Analisi confermata da Tito Boeri e Jan van Ours, autori di ricerche condotte negli ultimi anni sull’“
economia dei mercati imperfetti”: la precarizzazione demolisce il settore produttivo. E per Olivier Blanchard, attuale capo-economista del Fmi, «le differenze nei regimi di protezione del lavoro appaiono largamente incorrelate alle differenze tra i tassi di disoccupazione dei vari paesi». In definitiva, osserva Brancaccio, sugli effetti occupazionali delle tutele del lavoro Letta dichiara tecnicamente il falso, nel senso che tenta di promuovere una modifica della disciplina dei contratti sulla base di relazioni di causa ed effetto che non hanno trovato adeguati riscontri nella letteratura scientifica di questi anni. «Per non parlare dell’idea bizzarra, da lui evocata, secondo cui la normativa sul lavoro dovrebbe variare in funzione delle fasi di espansione o recessione della produzione: una sorta di legislazione à la carte, da modificare ogni volta in funzione della congiuntura».
Se così fosse, conclude Brancaccio, ci troveremmo al cospetto dell’ennesimo colpo sparato su una disciplina dei contratti di lavoro ormai ridotta a colabrodo, che da un punto di vista economico finirebbe al limite per accrescere l’instabilità dell’occupazione e del monte salari, e potrebbe persino arrivare a deprimere i loro già disastrosi andamenti medi. Niente di strano: Letta è allievo di Beniamino Andreatta, lo stratega della grande privatizzazione italiana avviata col distacco della Banca d’Italia dal Tesoro, che ha avviato la crisi finanziaria dello Stato e quindi la tragedia della disoccupazione, con il crollo delle tutele, proprio mentre la globalizzazione spingeva le aziende a delocalizzare gli stabilimenti nei paesi poveri. La corsa scellerata all’export caldeggiata dagli economisti mainstream è un vero suicidio, dice Barnard: semplicemente, gli operai italiani ed europei non possono reggere la concorrenza. Unica soluzione: la piena occupazione interna finanziata dallo Stato, secondo il piano messo a punto dalla Me-Mmt,
la Modern Money Theory di Warren Mosler, fondata proprio sulla sovranità monetaria dello Stato democratico.

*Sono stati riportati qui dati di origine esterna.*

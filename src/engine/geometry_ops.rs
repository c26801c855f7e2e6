//! Per-tool matrix builders for the geometric family, plus the single
//! backward-mapping warp that renders any run of consecutive geometric ops
//! in one resampling pass. The same idea that folds `affine_transform`'s
//! three sub-ops into one matrix extends to the whole geometric chain:
//! composing matrices first and warping once avoids the compounding blur
//! of several separate raster passes.
//!
//! Every builder returns a *forward* matrix — pre-op canvas coordinates to
//! post-op canvas coordinates — because that is exactly what `annotate`'s
//! transport replays. The pixel warp inverts it to sample backward.

use image::{Rgb, RgbImage};
use rand::{Rng, SeedableRng};
use rand_chacha::ChaCha8Rng;

use crate::error::{ReleaseError, Result};
use crate::plan::variant_seed;
use crate::transform::geometric::{CropMode, FillColor};
use crate::transform::Transformation;
use crate::types::CanvasDims;

use super::matrix::Matrix3;

fn seeded_rng(image_id: &str, variant_index: u32, salt: u64) -> ChaCha8Rng {
    ChaCha8Rng::seed_from_u64(variant_seed(image_id, variant_index) ^ salt)
}

/// What a geometric op did at render time: the forward matrix it
/// contributed, the canvas dims after it, and a fill color to use if the
/// warp that eventually consumes it samples outside the source image.
pub struct OpEffect {
    pub matrix: Matrix3,
    pub dims: CanvasDims,
    pub fill: Option<Rgb<u8>>,
}

/// Builds the forward matrix (and any canvas/fill effect) for one
/// non-resize geometric op, relative to `canvas` — its dimensions *before*
/// this op runs.
pub fn build(op: &Transformation, canvas: CanvasDims, image_id: &str, variant_index: u32) -> Result<OpEffect> {
    let (w, h) = canvas.as_f64();
    let (cx, cy) = (w / 2.0, h / 2.0);

    match op {
        Transformation::Rotate(p) => {
            let rotate = Matrix3::around_center(Matrix3::rotate_degrees(p.angle), cx, cy);
            if p.expand {
                let rad = p.angle.to_radians();
                let (s, c) = rad.sin_cos();
                let new_w = crate::numeric::round_half_even(w * c.abs() + h * s.abs()).max(1.0);
                let new_h = crate::numeric::round_half_even(w * s.abs() + h * c.abs()).max(1.0);
                let recenter = Matrix3::translate((new_w - w) / 2.0, (new_h - h) / 2.0);
                Ok(OpEffect {
                    matrix: rotate.then(&recenter),
                    dims: CanvasDims::new(new_w as u32, new_h as u32),
                    fill: Some(p.fill_color.rgb()),
                })
            } else {
                Ok(OpEffect { matrix: rotate, dims: canvas, fill: Some(p.fill_color.rgb()) })
            }
        }
        Transformation::Flip(p) => {
            let sx = if p.horizontal { -1.0 } else { 1.0 };
            let sy = if p.vertical { -1.0 } else { 1.0 };
            let m = Matrix3::around_center(Matrix3::scale(sx, sy), cx, cy);
            Ok(OpEffect { matrix: m, dims: canvas, fill: None })
        }
        Transformation::Crop(p) => {
            let cw = crate::numeric::round_half_even(w * p.percent).max(1.0);
            let ch = crate::numeric::round_half_even(h * p.percent).max(1.0);
            let (x0, y0) = match p.mode {
                CropMode::Center => ((w - cw) / 2.0, (h - ch) / 2.0),
                CropMode::TopLeft => (0.0, 0.0),
                CropMode::TopRight => (w - cw, 0.0),
                CropMode::BottomLeft => (0.0, h - ch),
                CropMode::BottomRight => (w - cw, h - ch),
                CropMode::Random => {
                    let mut rng = seeded_rng(image_id, variant_index, 0x6372_6f70); // "crop"
                    let max_x = (w - cw).max(0.0);
                    let max_y = (h - ch).max(0.0);
                    (rng.gen_range(0.0..=max_x.max(0.0) + 1e-9).min(max_x), rng.gen_range(0.0..=max_y.max(0.0) + 1e-9).min(max_y))
                }
            };
            let m = Matrix3::translate(-x0, -y0).then(&Matrix3::scale(w / cw, h / ch));
            Ok(OpEffect { matrix: m, dims: canvas, fill: None })
        }
        Transformation::RandomZoom(p) => {
            // "random_zoom" samples the actual factor uniformly between 1.0
            // and the user's configured `zoom_factor`, seeded per variant
            // so reruns are byte-identical, rather than always applying
            // the configured value verbatim — matching the tool's name.
            let mut rng = seeded_rng(image_id, variant_index, 0x7a6f_6f6d); // "zoom"
            let (lo, hi) = if p.zoom_factor >= 1.0 { (1.0, p.zoom_factor) } else { (p.zoom_factor, 1.0) };
            let actual = if (hi - lo).abs() < 1e-12 { lo } else { rng.gen_range(lo..=hi) };
            let m = Matrix3::around_center(Matrix3::scale(actual, actual), cx, cy);
            Ok(OpEffect { matrix: m, dims: canvas, fill: Some(FillColor::Black.rgb()) })
        }
        Transformation::AffineTransform(p) => {
            let sr = Matrix3::scale(p.scale, p.scale).then(&Matrix3::rotate_degrees(p.angle));
            let centered = Matrix3::around_center(sr, cx, cy);
            let shifted = centered.then(&Matrix3::translate(p.shift_x_pct * w, p.shift_y_pct * h));
            Ok(OpEffect { matrix: shifted, dims: canvas, fill: Some(FillColor::Black.rgb()) })
        }
        Transformation::PerspectiveWarp(p) => {
            let mut rng = seeded_rng(image_id, variant_index, 0x7065_7273); // "pers"
            let max_shift = p.distortion_strength * w.min(h);
            let src = [(0.0, 0.0), (w, 0.0), (w, h), (0.0, h)];
            let mut dst = [(0.0, 0.0); 4];
            for i in 0..4 {
                let dx: f64 = rng.gen_range(-max_shift..=max_shift);
                let dy: f64 = rng.gen_range(-max_shift..=max_shift);
                dst[i] = (src[i].0 + dx, src[i].1 + dy);
            }
            let m = Matrix3::from_point_correspondences(src, dst)?;
            Ok(OpEffect { matrix: m, dims: canvas, fill: Some(FillColor::Black.rgb()) })
        }
        Transformation::Shear(p) => {
            let m = Matrix3::around_center(Matrix3::shear_x_degrees(p.shear_angle), cx, cy);
            Ok(OpEffect { matrix: m, dims: canvas, fill: Some(FillColor::Black.rgb()) })
        }
        other => Err(ReleaseError::ConfigInvalid(format!(
            "{:?} is not a geometric op and cannot be matrix-built",
            other.type_tag()
        ))),
    }
}

/// Renders one composed forward matrix in a single backward-mapping pass:
/// for every destination pixel, the inverse matrix locates the source
/// sample; bilinear interpolation is used when the sample falls inside the
/// source bounds, otherwise `fill` is used. This is what lets a run of
/// several geometric ops (e.g. `shear` then `rotate`) cost one resampling
/// pass instead of one per op.
pub fn warp(src: &RgbImage, forward: &Matrix3, dest_dims: CanvasDims, fill: Rgb<u8>) -> Result<RgbImage> {
    let inverse = forward.invert()?;
    let (sw, sh) = src.dimensions();
    let (sw_f, sh_f) = (sw as f64, sh as f64);
    let mut out = RgbImage::from_pixel(dest_dims.width, dest_dims.height, fill);

    for dy in 0..dest_dims.height {
        for dx in 0..dest_dims.width {
            let (sx, sy) = inverse.apply_point(dx as f64 + 0.5, dy as f64 + 0.5)?;
            if sx < 0.0 || sy < 0.0 || sx > sw_f || sy > sh_f {
                continue; // leave the fill-colored pixel in place
            }
            out.put_pixel(dx, dy, bilinear_sample(src, sx - 0.5, sy - 0.5));
        }
    }
    Ok(out)
}

fn bilinear_sample(img: &RgbImage, x: f64, y: f64) -> Rgb<u8> {
    let (w, h) = img.dimensions();
    let x0 = x.floor().max(0.0) as i64;
    let y0 = y.floor().max(0.0) as i64;
    let x1 = (x0 + 1).min(w as i64 - 1);
    let y1 = (y0 + 1).min(h as i64 - 1);
    let x0 = x0.clamp(0, w as i64 - 1);
    let y0 = y0.clamp(0, h as i64 - 1);
    let fx = (x - x0 as f64).clamp(0.0, 1.0);
    let fy = (y - y0 as f64).clamp(0.0, 1.0);

    let p00 = img.get_pixel(x0 as u32, y0 as u32).0;
    let p10 = img.get_pixel(x1 as u32, y0 as u32).0;
    let p01 = img.get_pixel(x0 as u32, y1 as u32).0;
    let p11 = img.get_pixel(x1 as u32, y1 as u32).0;

    let mut out = [0u8; 3];
    for c in 0..3 {
        let top = p00[c] as f64 * (1.0 - fx) + p10[c] as f64 * fx;
        let bottom = p01[c] as f64 * (1.0 - fx) + p11[c] as f64 * fx;
        out[c] = (top * (1.0 - fy) + bottom * fy).round().clamp(0.0, 255.0) as u8;
    }
    Rgb(out)
}

#[cfg(test)]
mod tests {
    use super::*;
    use crate::transform::geometric::FlipParams;

    #[test]
    fn flip_horizontal_mirrors_pixels() {
        let mut img = RgbImage::new(4, 2);
        for y in 0..2 {
            for x in 0..4 {
                img.put_pixel(x, y, Rgb([x as u8 * 10, 0, 0]));
            }
        }
        let op = Transformation::Flip(FlipParams { horizontal: true, vertical: false });
        let effect = build(&op, CanvasDims::new(4, 2), "img", 1).unwrap();
        let out = warp(&img, &effect.matrix, effect.dims, Rgb([0, 0, 0])).unwrap();
        assert_eq!(out.get_pixel(0, 0).0[0], 30);
        assert_eq!(out.get_pixel(3, 0).0[0], 0);
    }
}
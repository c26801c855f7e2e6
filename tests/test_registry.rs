//! Transformation Registry: schema shape, bounds
//! enforcement, and the UI-facing-to-engine-facing conversions that
//! `bridge` is the sole place for.

use release_forge::registry::Registry;
use release_forge::transform::{Category, TypeTag};

#[test]
fn describe_covers_every_type_tag() {
    let schema = Registry::describe();
    for tag in TypeTag::ALL {
        assert!(schema.contains_key(&tag), "{tag:?} missing from registry");
    }
}

#[test]
fn is_geometric_matches_the_type_tag_category() {
    assert!(Registry::is_geometric(TypeTag::Rotate));
    assert!(!Registry::is_geometric(TypeTag::Brightness));
    let schema = Registry::describe();
    assert_eq!(schema[&TypeTag::Rotate].category, Category::Geometric);
    assert_eq!(schema[&TypeTag::Grayscale].category, Category::Photometric);
}

#[test]
fn bridge_rejects_a_value_outside_registered_bounds() {
    // rotate's registered bound is [-45, 45].
    assert!(Registry::bridge(TypeTag::Rotate, "angle", 46.0).is_err());
    assert!(Registry::bridge(TypeTag::Rotate, "angle", -46.0).is_err());
    assert!(Registry::bridge(TypeTag::Rotate, "angle", 30.0).is_ok());
}

#[test]
fn bridge_rejects_an_unknown_parameter_name() {
    assert!(Registry::bridge(TypeTag::Rotate, "not_a_real_param", 0.0).is_err());
}

#[test]
fn bridge_converts_brightness_percentage_to_a_multiplicative_factor() {
    let factor = Registry::bridge(TypeTag::Brightness, "value", 20.0).unwrap();
    assert!((factor - 0.20).abs() < 1e-12);
}

#[test]
fn bridge_normalizes_both_crop_percent_conventions_to_a_unit_scale() {
    let from_fraction = Registry::bridge(TypeTag::Crop, "percent", 0.9).unwrap();
    let from_percentage = Registry::bridge(TypeTag::Crop, "percent", 90.0).unwrap();
    assert!((from_fraction - 0.9).abs() < 1e-12);
    assert!((from_percentage - 0.9).abs() < 1e-12);
}

#[test]
fn bridge_converts_affine_shift_percentages_to_a_unit_scale() {
    let shifted = Registry::bridge(TypeTag::AffineTransform, "shift_x_pct", 10.0).unwrap();
    assert!((shifted - 0.10).abs() < 1e-12);
}

#[test]
fn bridge_is_the_only_place_a_geometric_scale_conversion_lives() {
    // sanity: an unscaled parameter (rotate's angle) passes through
    // unchanged, confirming bridge only rescales the parameters that are
    // actually declared as percentage/fraction dual conventions.
    let angle = Registry::bridge(TypeTag::Rotate, "angle", 12.5).unwrap();
    assert_eq!(angle, 12.5);
}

L’alternativa? Non esiste. Tra noi e il Bangladesh le differenze si stanno assottigliando, giorno per giorno. E dopo due secoli di
democrazia, si possono rileggere come minaccia diretta – a tutti noi – le profetiche parole che Marx affida al decimo capitolo de “Il capitale”, evocate da Vijay Prashad. «Nel suo smisurato e cieco impulso, nella sua voracità da lupo mannaro di plusvalore», il capitale «scavalca non soltanto i limiti massimi morali della giornata lavorativa, ma anche quelli puramente fisici. Usurpa il tempo necessario per la crescita, lo sviluppo e la sana conservazione del corpo. Ruba il tempo che è indispensabile per consumare aria libera e luce solare». La globalizzazione del XXI secolo, osserva Prashad, è esattamente l’incubo delle fabbriche inglesi dell’800. E’ il mostro che «riduce il sonno» e porta l’organismo umano all’esaurimento. E’ il despota che «lesina sul tempo dei pasti e lo incorpora, dove è possibile, nel processo produttivo stesso, cosicché al lavoratore viene dato il cibo come a un puro e semplice mezzo di produzione, come si dà carbone alla caldaia a vapore». Per fortuna, nel 2013, quel che resta degli eredi dei partiti un tempo marxisti oggi raccomandano «un pochino meno di rigidità».